Isolation and structural characterization of aptamers against LiH2A

In previous studies in our laboratory, we selected and characterized a DNA aptamer population that recognized L. infantum H2A histone (LiH2A) with very high affinity and specificity [26]. In the present paper, we have isolated and identified aptamer sequences that strongly bind LiH2A from the SELH2A population previously obtained after 3 rounds of selection (Rd3) to determinate whether or not these aptamers could be used as biorecognition molecules and laboratory tools.

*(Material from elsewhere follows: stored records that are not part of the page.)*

// src/lifecycle.rs
//! Plugin lifecycle over a connection.
//!
//! Each operation is a single `send_message` with a typed payload. The host
//! never looks inside the payloads; the worker's plugin loader gives them
//! meaning.

use dashmap::DashSet;
use plugin_protocol::MessageType;
use plugin_protocol::message::{InvokeExtensionParams, RegisterPluginParams, UnregisterPluginParams};
use serde_json::{Value, json};
use tracing::{info, warn};

use crate::connection::{Connection, ConnectionError, ConnectionState};

/// Owns the plugin-facing side of one connection. The connection is handed in
/// by whoever builds the session; there is no process-wide instance.
#[derive(Debug)]
pub struct PluginSession {
    connection: Connection,
    registered: DashSet<String>,
}

impl PluginSession {
    pub fn new(connection: Connection) -> Self {
        Self { connection, registered: DashSet::new() }
    }

    pub fn connection(&self) -> &Connection {
        &self.connection
    }

    /// Plugin ids this session registered and has not unregistered yet.
    pub fn registered_plugins(&self) -> Vec<String> {
        let mut ids: Vec<String> = self.registered.iter().map(|id| id.key().clone()).collect();
        ids.sort();
        ids
    }

    pub async fn start(&self) -> Result<(), ConnectionError> {
        self.connection.start().await
    }

    pub async fn register_plugin(&self, params: RegisterPluginParams) -> Result<Value, ConnectionError> {
        let plugin_id = params.plugin_id.clone();
        let result = self.connection.send_message(MessageType::RegisterPlugin, &params).await?;
        self.registered.insert(plugin_id.clone());
        info!(connection = %self.connection.name(), %plugin_id, "plugin registered");
        Ok(result)
    }

    pub async fn unregister_plugin(&self, plugin_id: &str) -> Result<Value, ConnectionError> {
        let params = UnregisterPluginParams { plugin_id: plugin_id.to_string() };
        let result = self.connection.send_message(MessageType::UnregisterPlugin, &params).await?;
        self.registered.remove(plugin_id);
        info!(connection = %self.connection.name(), %plugin_id, "plugin unregistered");
        Ok(result)
    }

    pub async fn initialize_plugins(&self) -> Result<Value, ConnectionError> {
        self.connection.send_message(MessageType::InitializePlugins, json!({})).await
    }

    pub async fn dispose_plugins(&self) -> Result<Value, ConnectionError> {
        self.connection.send_message(MessageType::DisposePlugins, json!({})).await
    }

    pub async fn invoke_extension(
        &self,
        plugin_id: &str,
        extension_point: &str,
        args: Vec<Value>,
    ) -> Result<Value, ConnectionError> {
        let params = InvokeExtensionParams {
            plugin_id: plugin_id.to_string(),
            extension_point: extension_point.to_string(),
            args,
        };
        self.connection.send_message(MessageType::InvokeExtension, &params).await
    }

    /// Disposes plugins if the worker is still up, then stops it. A failing
    /// dispose is logged and does not prevent the stop.
    pub async fn shutdown(&self) {
        if self.connection.state() == ConnectionState::Running {
            if let Err(err) = self.dispose_plugins().await {
                warn!(connection = %self.connection.name(), %err, "dispose failed during shutdown");
            }
        }
        self.connection.stop().await;
        self.registered.clear();
    }
}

With this purpose, aptamer population was cloned in a T-vector plasmid and 30 clones were isolated and sequenced. In a preliminary study, the affinities of all these individual anti-LiH2A aptamers for their target were estimated by ELONA and the results indicated that two of these clones, named AptLiH2A#1 and AptLiH2A#2, were able to detect LiH2A with the highest affinities relative to the control (data not shown). These two aptamers were chosen for further characterization of their structures and ability to bind specifically the target from lysates. Aptamer sequences were obtained and then analyzed using the program mFold, which yielded one potential secondary structure for each of the aptamers in the same condition that those used during selection (Figure 1). As it can be observed, both sequences show complex secondary structures, including protruding loops and stems. Taking into consideration the Gibbs free energy (dG) value, AptLiH2A#2 (dG=-7.19) may adopt a more stable structure than AptLiH2A#1 (dG=-4.03). Furthermore, a QGRS-mapper was used to predict putative G-quadruplexes formed from G-rich sequences in aptamers, revealing a high possibility of the presence of a G-quadruplex structure in AptLiH2A#1, which may confer a higher stability to this structure.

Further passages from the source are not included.